Required action:
List each line of the data in which the string "width" appears.
*** Opening Supplied material ***
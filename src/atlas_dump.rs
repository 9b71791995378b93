//! PNG export of model atlases. The alpha channel holds the AO selector (or
//! 255 for emissive texels), so it is also written as a grey image of its own.

use std::error::Error;
use std::fs;
use std::path::Path;

use image::{DynamicImage, ImageBuffer, Rgba, RgbaImage};
use voxmesh_mesh_cpu::Bitmap;

pub fn to_rgba_image(bitmap: &Bitmap) -> Result<RgbaImage, Box<dyn Error>> {
    let (w, h) = (bitmap.width() as u32, bitmap.height() as u32);
    ImageBuffer::from_raw(w, h, bitmap.rgba_bytes())
        .ok_or_else(|| format!("atlas {}x{} does not match its texel data", w, h).into())
}

/// Selector channel spread to grey, opaque.
pub fn alpha_image(atlas: &RgbaImage) -> RgbaImage {
    let mut out = ImageBuffer::from_pixel(atlas.width(), atlas.height(), Rgba([0, 0, 0, 255]));
    for (src, dst) in atlas.pixels().zip(out.pixels_mut()) {
        let a = src.0[3];
        *dst = Rgba([a, a, a, 255]);
    }
    out
}

pub fn write_atlas(dir: &Path, name: &str, bitmap: &Bitmap) -> Result<(), Box<dyn Error>> {
    fs::create_dir_all(dir)?;
    let atlas = to_rgba_image(bitmap)?;
    let alpha = alpha_image(&atlas);
    DynamicImage::ImageRgba8(atlas).save(dir.join(format!("{name}.png")))?;
    DynamicImage::ImageRgba8(alpha).save(dir.join(format!("{name}_alpha.png")))?;
    Ok(())
}

#[cfg(test)]
mod tests {
    use super::*;

    #[test]
    fn texels_keep_rgba_order() {
        let mut b = Bitmap::new(2, 1);
        b.set(0, 0, 0xFF_30_20_10);
        b.set(1, 0, 0x02_00_00_FF);
        let img = to_rgba_image(&b).expect("image");
        assert_eq!(img.get_pixel(0, 0).0, [0x10, 0x20, 0x30, 0xFF]);
        assert_eq!(img.get_pixel(1, 0).0, [0xFF, 0, 0, 0x02]);
        let alpha = alpha_image(&img);
        assert_eq!(alpha.get_pixel(1, 0).0, [2, 2, 2, 255]);
    }

    #[test]
    fn writes_atlas_and_selector_pngs() {
        let dir = std::env::temp_dir().join(format!("voxmesh-atlas-{}", std::process::id()));
        let mut b = Bitmap::new(4, 4);
        b.set(1, 1, 0xFF_00_00_FF);
        write_atlas(&dir, "crate", &b).expect("write");
        let back = image::open(dir.join("crate.png")).expect("open").to_rgba8();
        assert_eq!(back.get_pixel(1, 1).0, [0xFF, 0, 0, 0xFF]);
        assert!(dir.join("crate_alpha.png").exists());
        let _ = fs::remove_dir_all(&dir);
    }
}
*** Closing Supplied material ***
Your response:
    let (w, h) = (bitmap.width() as u32, bitmap.height() as u32);
    let mut out = ImageBuffer::from_pixel(atlas.width(), atlas.height(), Rgba([0, 0, 0, 255]));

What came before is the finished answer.